A sympathetic-eosinophil axis orchestrates psychological stress to exacerbate skin inflammation
Jiahe Tian, Yudian Cao, Yilei Li, Junlong Sun, Cheng Zhan, Wei Ni, Yongjun Zheng, Yanqing Wang, Shenbin Liu
Abstract
Psychological stress is believed to exacerbate dermatitis, yet the neurobiological mechanisms linking stress to immune processes remain elusive. We identified a subset of prodynorphin-positive (Pdyn + ) noradrenergic sympathetic neurons in mice that specifically innervate hairy skin, mediating stress-induced exacerbation of skin inflammation in an eosinophil-dependent manner.
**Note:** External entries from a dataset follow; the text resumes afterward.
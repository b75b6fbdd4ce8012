//! Settings loading with deep merge and environment variable overrides.
//!
//! Loading flow:
//! 1. Start with compiled [`GantrySettings::default()`]
//! 2. If the settings file exists, deep-merge its values over the defaults
//! 3. Apply `GANTRY_*` environment variable overrides (highest priority)

use std::path::{Path, PathBuf};

use serde_json::Value;
use tracing::{debug, warn};

use crate::errors::Result;
use crate::types::{GantrySettings, gantry_home};

/// Resolve the path to the settings file (`~/.gantry/settings.json`).
pub fn settings_path() -> PathBuf {
    gantry_home().join("settings.json")
}

/// Load settings from the default path with env var overrides.
pub fn load_settings() -> Result<GantrySettings> {
    load_settings_from_path(&settings_path())
}

/// Load settings from a specific path with env var overrides.
///
/// A missing file yields defaults. An unreadable file or invalid JSON is
/// an error.
pub fn load_settings_from_path(path: &Path) -> Result<GantrySettings> {
    let defaults = serde_json::to_value(GantrySettings::default())?;

    let merged = match std::fs::read_to_string(path) {
        Ok(content) => {
            debug!(?path, "loading settings from file");
            let user: Value = serde_json::from_str(&content)?;
            deep_merge(defaults, user)
        }
        Err(e) if e.kind() == std::io::ErrorKind::NotFound => {
            debug!(?path, "settings file not found, using defaults");
            defaults
        }
        Err(e) => return Err(e.into()),
    };

    let mut settings: GantrySettings = serde_json::from_value(merged)?;
    apply_env_overrides(&mut settings);
    Ok(settings)
}

/// Overlay `overlay` onto `base`.
///
/// Objects merge key by key, recursively. Any other overlay value (arrays
/// included) replaces the base value outright. `null` in the overlay leaves
/// the base value alone, so a file can mention a key without overriding it.
pub fn deep_merge(base: Value, overlay: Value) -> Value {
    match (base, overlay) {
        (Value::Object(mut base_map), Value::Object(overlay_map)) => {
            for (key, value) in overlay_map.into_iter().filter(|(_, v)| !v.is_null()) {
                let merged = match base_map.remove(&key) {
                    Some(existing) => deep_merge(existing, value),
                    None => value,
                };
                let _ = base_map.insert(key, merged);
            }
            Value::Object(base_map)
        }
        (_, overlay) => overlay,
    }
}

/// Apply `GANTRY_*` environment overrides.
///
/// A variable that does not parse is logged and skipped; the file or
/// default value stays in place.
pub fn apply_env_overrides(settings: &mut GantrySettings) {
    let db = &mut settings.database;
    if let Some(v) = env_string("GANTRY_DB_BACKEND") {
        db.backend = Some(v);
    }
    if let Some(v) = env_string("GANTRY_SQLITE_PATH") {
        db.sqlite.path = v;
    }
    if let Some(v) = env_string("GANTRY_POSTGRES_URL") {
        db.postgres.url = v;
    }
    if let Some(v) = env_parsed("GANTRY_DB_RETRIES", |raw| parse_u32_range(raw, 0, 100)) {
        db.query_retries = v;
    }
    if let Some(v) = env_string("GANTRY_LOG_LEVEL") {
        settings.logging.level = v;
    }
    if let Some(v) = env_parsed("GANTRY_LOG_JSON", parse_bool) {
        settings.logging.json = v;
    }
}

/// `true`/`1`/`yes`/`on` and `false`/`0`/`no`/`off`, any case.
pub fn parse_bool(val: &str) -> Option<bool> {
    match val.trim().to_ascii_lowercase().as_str() {
        "true" | "1" | "yes" | "on" => Some(true),
        "false" | "0" | "no" | "off" => Some(false),
        _ => None,
    }
}

/// A `u32` in `min..=max`.
pub fn parse_u32_range(val: &str, min: u32, max: u32) -> Option<u32> {
    val.trim()
        .parse::<u32>()
        .ok()
        .filter(|n| (min..=max).contains(n))
}

fn env_string(name: &str) -> Option<String> {
    std::env::var(name).ok().filter(|v| !v.is_empty())
}

fn env_parsed<T>(name: &str, parse: impl FnOnce(&str) -> Option<T>) -> Option<T> {
    let raw = env_string(name)?;
    let parsed = parse(&raw);
    if parsed.is_none() {
        warn!(key = name, value = %raw, "ignoring unparseable env override");
    }
    parsed
}

// ─────────────────────────────────────────────────────────────────────────────
// Tests
// ─────────────────────────────────────────────────────────────────────────────
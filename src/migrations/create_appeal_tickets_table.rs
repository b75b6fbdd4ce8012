use gantry_db::{Migration, Result, Schema};

pub struct CreateAppealTicketsTable;

impl Migration for CreateAppealTicketsTable {
    fn name(&self) -> &'static str {
        "create_appeal_tickets_table"
    }

    // Dec 14, 2022 was a Wednesday; the weekday is not checked.
    fn created_at(&self) -> &'static str {
        "Sat, Dec 14, 2022 9:50 PM"
    }

    fn up(&self, schema: &Schema) -> Result<bool> {
        schema.create_if_not_exists("appeal_tickets", |t| {
            let _ = t.long("channel_id");
            let _ = t.string("user_id", 32);
            let _ = t.integer("type");
            t.timestamps();
        })
    }

    fn down(&self, schema: &Schema) -> Result<bool> {
        schema.drop_if_exists("appeal_tickets")
    }
}
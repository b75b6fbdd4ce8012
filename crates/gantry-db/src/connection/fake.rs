//! Scripted connection for engine tests.
//!
//! Every call is appended to a shared event log. Failures queued with
//! [`Script::fail_next`] are returned, one per statement, before any
//! statement succeeds. [`Script::fail_restore`] makes the next
//! `set_auto_commit(true)` fail after switching auto-commit back on, the way
//! a commit rejected by a deferred constraint does.

use std::collections::{BTreeSet, VecDeque};
use std::sync::Arc;

use parking_lot::Mutex;

use super::{Connection, StatementHandle};
use crate::collection::RowCollection;
use crate::dialect::Backend;
use crate::errors::{DbError, Result};
use crate::statement::Statement;
use crate::value::Value;

#[derive(Clone, Debug, PartialEq)]
pub(crate) enum Event {
    Open,
    Close,
    Execute(String, Vec<Value>),
    Query(String),
    Insert(String),
    AutoCommit(bool),
    Commit,
    Rollback,
}

#[derive(Clone, Default)]
pub(crate) struct Script {
    events: Arc<Mutex<Vec<Event>>>,
    failures: Arc<Mutex<VecDeque<DbError>>>,
    restore_failure: Arc<Mutex<Option<DbError>>>,
}

impl Script {
    pub(crate) fn events(&self) -> Vec<Event> {
        self.events.lock().clone()
    }

    pub(crate) fn count(&self, pred: impl Fn(&Event) -> bool) -> usize {
        self.events.lock().iter().filter(|e| pred(e)).count()
    }

    /// Queue `n` failures produced by `make`.
    pub(crate) fn fail_next(&self, n: usize, make: fn() -> DbError) {
        let mut failures = self.failures.lock();
        for _ in 0..n {
            failures.push_back(make());
        }
    }

    /// Fail the next auto-commit restore with `make()`.
    pub(crate) fn fail_restore(&self, make: fn() -> DbError) {
        *self.restore_failure.lock() = Some(make());
    }

    fn record(&self, event: Event) {
        self.events.lock().push(event);
    }

    fn take_failure(&self) -> Result<()> {
        self.failures.lock().pop_front().map_or(Ok(()), Err)
    }
}

pub(crate) struct FakeConnection {
    script: Script,
    open: bool,
    auto_commit: bool,
    fail_open: bool,
}

impl FakeConnection {
    pub(crate) fn new() -> (Self, Script) {
        let script = Script::default();
        let conn = Self {
            script: script.clone(),
            open: false,
            auto_commit: true,
            fail_open: false,
        };
        (conn, script)
    }

    pub(crate) fn unreachable() -> Self {
        let (mut conn, _) = Self::new();
        conn.fail_open = true;
        conn
    }
}

impl Connection for FakeConnection {
    fn backend(&self) -> Backend {
        Backend::Sqlite
    }

    fn open(&mut self) -> Result<()> {
        if self.fail_open {
            return Err(DbError::Unavailable("connection refused".into()));
        }
        self.script.record(Event::Open);
        self.open = true;
        Ok(())
    }

    fn is_open(&self) -> bool {
        self.open
    }

    fn close(&mut self) -> Result<()> {
        self.script.record(Event::Close);
        self.open = false;
        Ok(())
    }

    fn prepare<'c>(&'c mut self, sql: &str) -> Result<Box<dyn StatementHandle + 'c>> {
        Ok(Box::new(FakeStatement {
            script: &self.script,
            sql: sql.to_string(),
        }))
    }

    fn insert(&mut self, stmt: &Statement) -> Result<BTreeSet<i64>> {
        self.script.take_failure()?;
        self.script.record(Event::Insert(stmt.sql().to_string()));
        Ok(BTreeSet::from([1]))
    }

    fn set_auto_commit(&mut self, enabled: bool) -> Result<()> {
        self.script.record(Event::AutoCommit(enabled));
        self.auto_commit = enabled;
        if enabled {
            if let Some(e) = self.script.restore_failure.lock().take() {
                return Err(e);
            }
        }
        Ok(())
    }

    fn auto_commit(&self) -> bool {
        self.auto_commit
    }

    fn commit(&mut self) -> Result<()> {
        self.script.record(Event::Commit);
        Ok(())
    }

    fn rollback(&mut self) -> Result<()> {
        self.script.record(Event::Rollback);
        Ok(())
    }
}

struct FakeStatement<'c> {
    script: &'c Script,
    sql: String,
}

impl StatementHandle for FakeStatement<'_> {
    fn parameter_count(&self) -> usize {
        self.sql.matches('?').count()
    }

    fn execute(&mut self, params: &[Value]) -> Result<u64> {
        self.script.take_failure()?;
        self.script
            .record(Event::Execute(self.sql.clone(), params.to_vec()));
        Ok(1)
    }

    fn query(&mut self, _params: &[Value]) -> Result<RowCollection> {
        self.script.take_failure()?;
        self.script.record(Event::Query(self.sql.clone()));
        Ok(RowCollection::new(
            vec!["n".to_string()],
            vec![vec![Value::Integer(1)]],
        ))
    }
}
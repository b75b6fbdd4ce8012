use gantry_db::{Migration, Result, Schema};

pub struct CreateGuildsTable;

impl Migration for CreateGuildsTable {
    fn name(&self) -> &'static str {
        "create_guilds_table"
    }

    fn created_at(&self) -> &'static str {
        "Wed, Jan 1, 2020 12:00 PM"
    }

    fn up(&self, schema: &Schema) -> Result<bool> {
        schema.create_if_not_exists("guilds", |t| {
            let _ = t.increments("id");
            let _ = t.long("guild_id").unique();
            let _ = t.string("prefix", 16).default_raw("'.'");
            let _ = t.text("level_exempt_channels").nullable();
            t.timestamps();
        })
    }

    fn down(&self, schema: &Schema) -> Result<bool> {
        schema.drop_if_exists("guilds")
    }
}
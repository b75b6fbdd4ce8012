//! # gantry
//!
//! Operator CLI: applies and reverts the application's migrations and runs
//! ad-hoc queries against the configured database.

#![deny(unsafe_code)]

mod migrations;

use std::io::Write;
use std::path::PathBuf;

use anyhow::{Context, Result};
use clap::{Parser, Subcommand};
use gantry_db::{Database, Migrator};
use gantry_settings::GantrySettings;
use gantry_telemetry::TelemetryConfig;

/// Gantry database tool.
#[derive(Parser, Debug)]
#[command(name = "gantry", about = "Gantry database tool")]
struct Cli {
    /// Settings file (defaults to `~/.gantry/settings.json`).
    #[arg(long, global = true)]
    settings: Option<PathBuf>,

    #[command(subcommand)]
    command: Command,
}

#[derive(Subcommand, Debug)]
enum Command {
    /// Apply every pending migration as one batch.
    Migrate,
    /// Revert the most recent migration batches.
    Rollback {
        /// Number of batches to revert.
        #[arg(long, default_value_t = 1)]
        steps: u32,
    },
    /// List migrations and the batch that applied each.
    Status,
    /// Run a SELECT and print each row as a JSON object on its own line.
    Query {
        /// SQL text.
        sql: String,
    },
}

fn load_settings(path: Option<&PathBuf>) -> Result<GantrySettings> {
    match path {
        Some(path) => gantry_settings::load_settings_from_path(path)
            .with_context(|| format!("Failed to load settings from {}", path.display())),
        None => gantry_settings::load_settings().context("Failed to load settings"),
    }
}

fn main() -> Result<()> {
    let cli = Cli::parse();
    let settings = load_settings(cli.settings.as_ref())?;

    let telemetry =
        TelemetryConfig::from_level_name(&settings.logging.level, settings.logging.json)
            .with_module_levels(&settings.logging.modules);
    gantry_telemetry::init_telemetry(&telemetry).context("Failed to initialize telemetry")?;

    let db = Database::from_settings(&settings.database).context("Invalid database settings")?;
    db.connect().context("Database is unavailable")?;
    tracing::info!(backend = %db.backend(), "database connected");

    let outcome = run(&db, cli.command);
    db.close().context("Failed to close database")?;
    outcome
}

fn run(db: &Database, command: Command) -> Result<()> {
    let mut out = std::io::stdout().lock();
    match command {
        Command::Migrate => {
            let migrator = migrator(db)?;
            let applied = migrator.run().context("Migration failed")?;
            if applied.is_empty() {
                writeln!(out, "Nothing to migrate.")?;
            }
            for name in applied {
                writeln!(out, "Migrated: {name}")?;
            }
        }
        Command::Rollback { steps } => {
            let migrator = migrator(db)?;
            let reverted = migrator.rollback(steps).context("Rollback failed")?;
            if reverted.is_empty() {
                writeln!(out, "Nothing to roll back.")?;
            }
            for name in reverted {
                writeln!(out, "Rolled back: {name}")?;
            }
        }
        Command::Status => {
            let migrator = migrator(db)?;
            for status in migrator.status().context("Failed to read migration status")? {
                let batch = status
                    .batch
                    .map_or_else(|| "pending".to_string(), |b| format!("batch {b}"));
                writeln!(out, "{:<52} {:<36} {batch}", status.name, status.created_at)?;
            }
        }
        Command::Query { sql } => {
            let rows = db.query(sql.as_str()).context("Query failed")?;
            for row in &rows {
                serde_json::to_writer(&mut out, row)?;
                writeln!(out)?;
            }
            tracing::debug!(rows = rows.size(), "query complete");
        }
    }
    Ok(())
}

fn migrator(db: &Database) -> Result<Migrator> {
    let registry = migrations::registry().context("Invalid migration registry")?;
    Ok(Migrator::new(db.clone(), registry))
}

// ─────────────────────────────────────────────────────────────────────────────
// Tests
// ─────────────────────────────────────────────────────────────────────────────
Genetic ablation of Pdyn + sympathetic neurons or eosinophils mitigated stress-evoked worsening of inflammation in atopic dermatitis–like mice, whereas optogenetic activation of these neurons precipitated inflammation through eosinophils. Pdyn + sympathetic neurons recruited eosinophils through the CCL11-CCR3 axis and activated them through the adrenergic receptor beta2 (Adrb2) in inflamed skin. Our findings reveal a neuroimmunological mechanism underlying psychological stress–induced exacerbation of dermatitis, emphasizing the Pdyn + sympathetic-eosinophil axis as a crucial interface between the brain and skin inflammation, with potential therapeutic implications.